Learning doesn’t stop when you reach adulthood, and neither should play. “There is evidence that there is a play deficit much like the sleep deficit,” says Brown. “With enough play, the brain works better. In an individual who is well-adjusted and safe, play very likely continues to prompt continued neurogenesis throughout our long lives.” One study done at Syracuse university showed that for people who had the most cognitive activity (doing puzzles, reading, engaging in mentally challenging work) the chances of getting Alzheimer’s disease were 63 percent lower than the general population. Another study done in Okinawa, Japan, by the National Geographic Society revealed that engaging in activities like playing with young children was as important as diet and exercise in fostering longevity.

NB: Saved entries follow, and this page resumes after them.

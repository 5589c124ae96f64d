//! Table structurer: make every parsed table rectangular and header-marked.
//!
//! Markdown tables from OCR are assumed to encode the visual first row as a
//! header, so row 0 is always the header row. Tables with no true header
//! therefore get a degenerate, but still marked, header row.

use crate::model::{CellKind, TableBlock, TableCell};

/// Normalise a table in place.
///
/// - pads short rows with [`CellKind::Padding`] cells up to the widest row
/// - sets `header_row_index` to 0
/// - tags empty source cells that follow a populated cell on the same row
///   as [`CellKind::SpanContinuation`]
///
/// Running it twice changes nothing.
pub fn structure_table(table: &mut TableBlock) {
    let columns = table.column_count();
    table.header_row_index = 0;

    for row in &mut table.rows {
        tag_span_continuations(row);
        while row.len() < columns {
            row.push(TableCell {
                text: String::new(),
                kind: CellKind::Padding,
            });
        }
    }
}

fn tag_span_continuations(row: &mut [TableCell]) {
    let mut after_populated = false;
    for cell in row.iter_mut() {
        match cell.kind {
            CellKind::Padding => return,
            _ if !cell.text.trim().is_empty() => {
                cell.kind = CellKind::Content;
                after_populated = true;
            }
            _ if after_populated => cell.kind = CellKind::SpanContinuation,
            _ => {}
        }
    }
}

/// Horizontal span of the cell at `col`: 1 plus the number of
/// span-continuation cells that directly follow it.
pub fn span_width(row: &[TableCell], col: usize) -> usize {
    1 + row[col + 1..]
        .iter()
        .take_while(|c| c.kind == CellKind::SpanContinuation)
        .count()
}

Brown makes a point of stating that play is a state of mind, rather than an activity. “Many of the things we regard as play may, on closer inspection, have the qualities of work. And what to many people might seem like work may really be built on a foundation of play. A golf game might be the epitome of play, or it might be stressful. If exercisers or competitors feel bad when they don’t meet certain expectations they have for themselves, what they are doing is not really play.”
“If anyone goes without play for too long, grinding out the work that is expected of them, they will at some point look at their lives and ask “Is this all there is?” says Brown. “Joy is our birthright. When we lack that feeling of lightness in what we do it should be taken as a warning sign.” So if your life is lacking some joie de vivre it’s time to start playing.